Moreover, Parasuraman et al. [15] showed that human cognition constructs such as Cognitive Load (CL) are often invoked in considerations of function allocation and the design of automated systems. The construct of cognitive load is based on models of human working memory which state that humans have limited capacity to process information. Cognitive load is a variable that attempts to quantify extent of the demands imposed by a task on the working memory to process information [16]. For example, in task situations of modern complex high-risk domains, users often need to make decisions in a limited time. Therefore, they often make decisions under high cognitive load besides trust issues in such situations. It has found that a higher cognitive load worsens the situation in relation to trust building [17]. Biros et al. [18] showed that humans are too dependent on the automated system when they experience a high cognitive load. The effectiveness of human–machine collaboration including remote collaboration is also affected by cognitive load [19]. However, it is still not clear how trust varies under both high cognitive load and various uncertainty conditions.

Recent studies also showed that individual differences in personality traits contribute to differences in trust. For example, a probability model is proposed to examine the effect of personality traits on trust in automation [20]. While predictive decision making involves much human’s cognitive effort, understanding the effects of different personality traits on user trust will help to design more effective personalized intelligent user interface for human–machine collaborations. However, little work is done on the effects of personality traits on trust in predictive decision making especially under uncertainty and cognitive load conditions.

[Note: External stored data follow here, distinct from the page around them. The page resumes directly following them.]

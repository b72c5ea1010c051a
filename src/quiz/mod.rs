//! Application-level controller that switches between modes.

pub mod orchestrator;

pub use orchestrator::{Advance, Quiz};
//! Built-in offline dataset.
//!
//! Used when no configured source can deliver countries and the load policy
//! allows a fallback. Flags point at flagcdn.com by ISO code.

use crate::core::{Country, Region};

const COUNTRIES: [(&str, &str, Region, &str); 20] = [
    ("Russia", "ru", Region::Europe, "Moscow"),
    ("United States", "us", Region::NorthAmerica, "Washington, D.C."),
    ("China", "cn", Region::Asia, "Beijing"),
    ("Germany", "de", Region::Europe, "Berlin"),
    ("France", "fr", Region::Europe, "Paris"),
    ("United Kingdom", "gb", Region::Europe, "London"),
    ("Japan", "jp", Region::Asia, "Tokyo"),
    ("Brazil", "br", Region::SouthAmerica, "Brasília"),
    ("India", "in", Region::Asia, "New Delhi"),
    ("Canada", "ca", Region::NorthAmerica, "Ottawa"),
    ("Australia", "au", Region::Oceania, "Canberra"),
    ("Italy", "it", Region::Europe, "Rome"),
    ("Spain", "es", Region::Europe, "Madrid"),
    ("South Korea", "kr", Region::Asia, "Seoul"),
    ("Mexico", "mx", Region::NorthAmerica, "Mexico City"),
    ("Netherlands", "nl", Region::Europe, "Amsterdam"),
    ("Sweden", "se", Region::Europe, "Stockholm"),
    ("Norway", "no", Region::Europe, "Oslo"),
    ("Switzerland", "ch", Region::Europe, "Bern"),
    ("Poland", "pl", Region::Europe, "Warsaw"),
];

/// The offline dataset, in a fixed order.
#[must_use]
pub fn countries() -> Vec<Country> {
    COUNTRIES
        .iter()
        .map(|&(name, code, region, capital)| {
            Country::new(name)
                .with_flags(
                    format!("https://flagcdn.com/w320/{code}.png"),
                    format!("https://flagcdn.com/{code}.svg"),
                )
                .with_region(region)
                .with_capital(capital)
        })
        .collect()
}
//! Capital mode integration tests.

use std::sync::Arc;

use rustc_hash::FxHashSet;

use flag_quiz::{Answer, Country, CountryCatalog, GameMode, ModeKind, Phase, QuizConfig};

fn catalog() -> Arc<CountryCatalog> {
    Arc::new(CountryCatalog::from_countries(vec![
        Country::new("France").with_capital("Paris"),
        Country::new("Japan").with_capital("Tokyo"),
        Country::new("Kenya").with_capital("Nairobi"),
        Country::new("Chile").with_capital("Santiago"),
        Country::new("Nauru"),
        Country::new("Bolivia").with_capital(""),
    ]))
}

fn capital_mode() -> GameMode {
    GameMode::new(ModeKind::Capital, catalog(), QuizConfig::default().with_seed(29))
}

/// Only countries with a capital are asked; the game ends after all four.
#[tokio::test]
async fn test_capital_full_game() {
    let mut mode = capital_mode();
    mode.start_game().await.unwrap();

    let mut asked = FxHashSet::default();
    loop {
        let country = mode.state().current_question.clone().unwrap();
        assert!(country.capital().is_some(), "{} has no capital", country.name);
        asked.insert(country.name.clone());

        let answer = mode.state().correct_answer.clone().unwrap();
        assert_eq!(answer, Answer::Capital(country.capital().unwrap().to_string()));
        mode.answer_question(&answer);

        if !mode.next_question().unwrap() {
            break;
        }
    }

    assert_eq!(asked.len(), 4);
    assert_eq!(mode.phase(), Phase::Idle);
    assert_eq!(mode.score().correct, 4);
}

/// Options are distinct capitals, the correct one exactly once.
#[tokio::test]
async fn test_capital_options_distinct() {
    let mut mode = capital_mode();
    mode.start_game().await.unwrap();

    let labels: Vec<&str> = mode.options().iter().map(Answer::label).collect();
    let unique: FxHashSet<&str> = labels.iter().copied().collect();
    assert_eq!(labels.len(), 4);
    assert_eq!(unique.len(), 4);
    assert!(!unique.contains(""));

    let correct = mode.state().correct_answer.clone().unwrap();
    assert_eq!(mode.options().iter().filter(|o| o.matches(&correct)).count(), 1);
}

/// A country answer never matches a capital question.
#[tokio::test]
async fn test_capital_rejects_country_answer() {
    let mut mode = capital_mode();
    mode.start_game().await.unwrap();

    let country = mode.state().current_question.clone().unwrap();
    let outcome = mode.answer_question(&Answer::Country(country)).unwrap();
    assert!(!outcome.is_correct());
    assert_eq!(mode.score().incorrect, 1);
}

Since the development of trust is affected by an interplay of characteristics of human, machine, and operational environment [21], Hancock et al. [22] and Schaefer et al. [23] proposed a conceptual organization of trust influences highlighting crucial influence factors in trust development. This paper adapts this conceptual organization into the predictive decision making scenario and examines the effects of human, machine, and environment factors on trust in human–machine collaborations. We specifically focus on the investigation of personality traits and uncertainty of ML models as key human and machine factors respectively in predictive decision making. Furthermore, cognitive load is introduced from a second cognitive task in our predictive decision making scenario and it is used as an environment factor to examine how these three factors affect trust in predictive decision making. The Big Five personality model is used to identify personality traits of users. Two uncertainty types of risk and ambiguity are presented with predictive model results in a decision making scenario. This follows the user method and approach to design a cognitive system (as reviewed by [24]) which uses a simulation of water pipe failure prediction as a case study. It shows that different personality traits affect user trust in predictive decision making differently under both uncertainty presentation and cognitive load levels. A framework of user trust feedback loop is proposed to incorporate study results into human–machine collaborations. The investigation results can be used to help the participatory design of human–machine collaborations for personalized user interfaces.

2 Related work

2.1 Human factors and machine learning

Human factors are indispensable components of data science solutions. Scantamburlo [25] suggested that by considering the outline of some potential risks underlying the ML process, the ML method requires an in-depth analysis of the human factors involved throughout the whole implementation of the system. Watanabe [26] presented that the judgement of ML results as “right” or “wrong” is an activity that comes after apprehension, and which needs a very human intervention [25]. On the other hand, Wagstaff [9] solved the problem of making ML acceptable by presenting an ML research program with a three-stage model. She argued that the current ML research mostly focuses on the second stage of developing new ML algorithms, but misses persuading users to adopt ML techniques to ultimately improve the impact of these techniques. Fiebrink et al. [27] investigated the design of end-user interfaces for ML in real-time application domains such as music composition and performance. They built a software (named Wekinator) that allows end users to apply supervised learning to create custom, interactive, real-time systems. This type of approach to machine learning in which a human user steers model behaviours through iterative and strategic changes to the training data is called “interactive machine learning” [28].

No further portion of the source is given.